Recently, a study reported detrimental effects of hearing loss on quality of life in children and adolescents who suffered hearing loss following ototoxic treatment compared with those whose hearing was unaffected [ 11 ].

All the areas assessed were impacted, including the ability to communicate with family and peers, level of independence, interactions with peers and emotional well-being. Long-term follow-up of childhood cancer survivors indicates significant hearing loss as predictive of poorer outcomes for school, employment and independent living [ 42 ].

As a result of these developmental and psychosocial consequences of ototoxicity-induced hearing loss it is essential that children are not only closely monitored in terms of their hearing thresholds, but also the wider language, learning, social, emotional and behavioural impacts. A range of interventions may be needed, including speech and language therapy, classroom and teaching accommodations and strategies to maximise access to speech and peer interactions, as well as therapeutic interventions to address emotional and behavioural problems.

As child cancer services develop and more gain children access cancer care, it will be necessary to develop policy and services to address the long term effects of chance treatment [ 43 ].

Cisplatin, is included in the WHO Essential Medicines List for Children , but severe acquired hearing loss in child cancer survivors may have very significant impact on learning and future education opportunities of survivors and increase the health burden in families [ 44 , 45 ]. Adding cisplatin as childhood cancer treatment may therefore increase the prevalence of hearing loss, which increases the need for early identification in the context of limited resources. Community health care workers have been successfully trained to assist and implement screening for hearing loss in communities, which should be used to assist in continuous assessment of hearing in children, surviving childhood cancer after cisplatin treatment and return to their communities [ 45 ].

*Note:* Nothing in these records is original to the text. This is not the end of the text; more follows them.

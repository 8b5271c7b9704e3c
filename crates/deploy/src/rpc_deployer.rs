//! [`ContractDeployer`] backed by an Ethereum JSON-RPC endpoint.
//!
//! Transactions are sent with `eth_sendTransaction`, so the node (or a signing proxy in
//! front of it) holds the deployer key and manages its nonce.

use std::{path::PathBuf, time::Duration};

use alloy_core::primitives::{Address, B256, Bytes, U64};
use anyhow::{Context, Result};
use serde::{Deserialize, Serialize};
use url::Url;

use crate::{
    artifacts::{ContractArtifacts, DEFAULT_ARTIFACTS_DIR},
    contracts::{
        ArtifactNames, ContractKind, creation_code, set_token_ids_calldata,
        transfer_ownership_calldata,
    },
    deployer::ContractDeployer,
    rpc::{self, DEFAULT_POLL_INTERVAL},
};

/// Default JSON-RPC endpoint (a local development node).
pub const DEFAULT_RPC_URL: &str = "http://127.0.0.1:8545";

/// Default time to wait for a transaction to be mined.
pub const DEFAULT_CONFIRMATION_TIMEOUT_SECS: u64 = 600;

/// Configuration for [`RpcDeployer`].
#[derive(Debug, Clone, PartialEq, Eq, Serialize, Deserialize)]
pub struct RpcDeployerConfig {
    /// The JSON-RPC endpoint.
    pub rpc_url: Url,
    /// The sending account. Defaults to the node's first account.
    pub from: Option<Address>,
    /// Directory holding the compiled artifacts.
    pub artifacts_dir: PathBuf,
    /// Names of the compiled artifacts.
    pub artifact_names: ArtifactNames,
    /// Loot box class names, used to resolve rarity keys.
    pub rarity_classes: Vec<String>,
    /// How long to wait for each transaction receipt.
    pub confirmation_timeout_secs: u64,
}

impl Default for RpcDeployerConfig {
    fn default() -> Self {
        Self {
            rpc_url: Url::parse(DEFAULT_RPC_URL).expect("default RPC URL should be valid"),
            from: None,
            artifacts_dir: PathBuf::from(DEFAULT_ARTIFACTS_DIR),
            artifact_names: ArtifactNames::default(),
            rarity_classes: Vec::new(),
            confirmation_timeout_secs: DEFAULT_CONFIRMATION_TIMEOUT_SECS,
        }
    }
}

/// Transaction fields sent to `eth_sendTransaction`.
#[derive(Debug, Clone, Serialize)]
#[serde(rename_all = "camelCase")]
struct TransactionRequest {
    from: Address,
    #[serde(skip_serializing_if = "Option::is_none")]
    to: Option<Address>,
    data: Bytes,
    #[serde(skip_serializing_if = "Option::is_none")]
    gas: Option<U64>,
}

/// The parts of a transaction receipt mintbox looks at.
#[derive(Debug, Clone, Deserialize)]
#[serde(rename_all = "camelCase")]
struct TransactionReceipt {
    transaction_hash: B256,
    /// `0x1` on success, `0x0` on revert. Absent on pre-Byzantium chains.
    status: Option<U64>,
    contract_address: Option<Address>,
    gas_used: Option<U64>,
}

impl TransactionReceipt {
    fn ensure_success(&self) -> Result<()> {
        if self.status == Some(U64::ZERO) {
            anyhow::bail!("Transaction {} reverted", self.transaction_hash);
        }
        Ok(())
    }
}

/// Deploys and calls contracts through a node's unlocked account.
#[derive(Debug)]
pub struct RpcDeployer {
    client: reqwest::Client,
    rpc_url: Url,
    from: Address,
    artifacts: ContractArtifacts,
    rarity_classes: Vec<String>,
    confirmation_timeout: Duration,
}

impl RpcDeployer {
    /// Connect to the node and resolve the sending account.
    pub async fn connect(config: RpcDeployerConfig) -> Result<Self> {
        let client = rpc::create_client()?;
        let url = config.rpc_url.as_str();

        let chain_id: U64 = rpc::json_rpc_call(&client, url, "eth_chainId", vec![])
            .await
            .with_context(|| format!("Failed to reach node at {url}"))?;

        let from = match config.from {
            Some(from) => from,
            None => {
                let accounts: Vec<Address> =
                    rpc::json_rpc_call(&client, url, "eth_accounts", vec![]).await?;
                accounts
                    .first()
                    .copied()
                    .context("The node exposes no accounts; provide a deployer address")?
            }
        };

        tracing::info!(
            rpc_url = %config.rpc_url,
            chain_id = chain_id.to::<u64>(),
            %from,
            "Connected to node"
        );

        Ok(Self {
            client,
            rpc_url: config.rpc_url,
            from,
            artifacts: ContractArtifacts::new(config.artifacts_dir, config.artifact_names),
            rarity_classes: config.rarity_classes,
            confirmation_timeout: Duration::from_secs(config.confirmation_timeout_secs),
        })
    }

    /// Send a transaction and wait for a successful receipt.
    async fn send_transaction(
        &self,
        label: &str,
        tx: TransactionRequest,
    ) -> Result<TransactionReceipt> {
        let url = self.rpc_url.as_str();
        let params = vec![serde_json::to_value(&tx).context("Failed to serialize transaction")?];

        let tx_hash: B256 = rpc::json_rpc_call(&self.client, url, "eth_sendTransaction", params)
            .await
            .with_context(|| format!("Failed to submit {label} transaction"))?;

        tracing::debug!(%tx_hash, label, "Transaction submitted, waiting for receipt...");

        let client = &self.client;
        let receipt: TransactionReceipt = rpc::poll_until(
            &format!("receipt of {tx_hash}"),
            self.confirmation_timeout,
            DEFAULT_POLL_INTERVAL,
            move || async move {
                rpc::json_rpc_call::<Option<TransactionReceipt>>(
                    client,
                    url,
                    "eth_getTransactionReceipt",
                    vec![serde_json::json!(tx_hash)],
                )
                .await
            },
        )
        .await?;

        receipt
            .ensure_success()
            .with_context(|| format!("{label} transaction failed"))?;

        tracing::debug!(
            %tx_hash,
            label,
            gas_used = ?receipt.gas_used,
            "Transaction confirmed"
        );

        Ok(receipt)
    }
}

impl ContractDeployer for RpcDeployer {
    async fn deploy(
        &mut self,
        contract: ContractKind,
        args: &[Address],
        gas: Option<u64>,
    ) -> Result<Address> {
        let bytecode = self.artifacts.bytecode(contract)?;

        let tx = TransactionRequest {
            from: self.from,
            to: None,
            data: creation_code(&bytecode, args),
            gas: gas.map(U64::from),
        };

        let receipt = self.send_transaction(&contract.to_string(), tx).await?;

        receipt.contract_address.with_context(|| {
            format!(
                "Receipt of {} has no contract address",
                receipt.transaction_hash
            )
        })
    }

    async fn transfer_ownership(&mut self, collectible: Address, new_owner: Address) -> Result<()> {
        let tx = TransactionRequest {
            from: self.from,
            to: Some(collectible),
            data: transfer_ownership_calldata(new_owner),
            gas: None,
        };

        self.send_transaction("transferOwnership", tx).await?;
        Ok(())
    }

    async fn set_token_ids_for_class(
        &mut self,
        lootbox: Address,
        rarity: &str,
        token_ids: &[String],
    ) -> Result<()> {
        let tx = TransactionRequest {
            from: self.from,
            to: Some(lootbox),
            data: set_token_ids_calldata(rarity, token_ids, &self.rarity_classes)?,
            gas: None,
        };

        self.send_transaction("setTokenIdsForClass", tx).await?;
        Ok(())
    }
}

These identified children should be referred back to the major urban treatment centres for further more sophisticated hearing assessment and management. However, it should be noted that in Sub-Saharan Africa, and in the most populous parts of South East Asia there is a general lack of audiologists and limited access to testing and hearing support, which may hamper rehabilitation. These resource-constricted countries should therefore establish partnerships with developed countries and non-governmental organisations to assist them in the management of childhood cancer survivors with hearing loss due to cisplatin [ 48 ].

A parent with a child going through treatment is always trying to find the balance between a desperate longing for their child to be cancer free whilst enduring the least possible short and long-term side effects. At the start of treatment, when doctors explain the risks of potential hearing loss when using cisplatin, it can be hard to fully appreciate and understand the long-term impact for your child.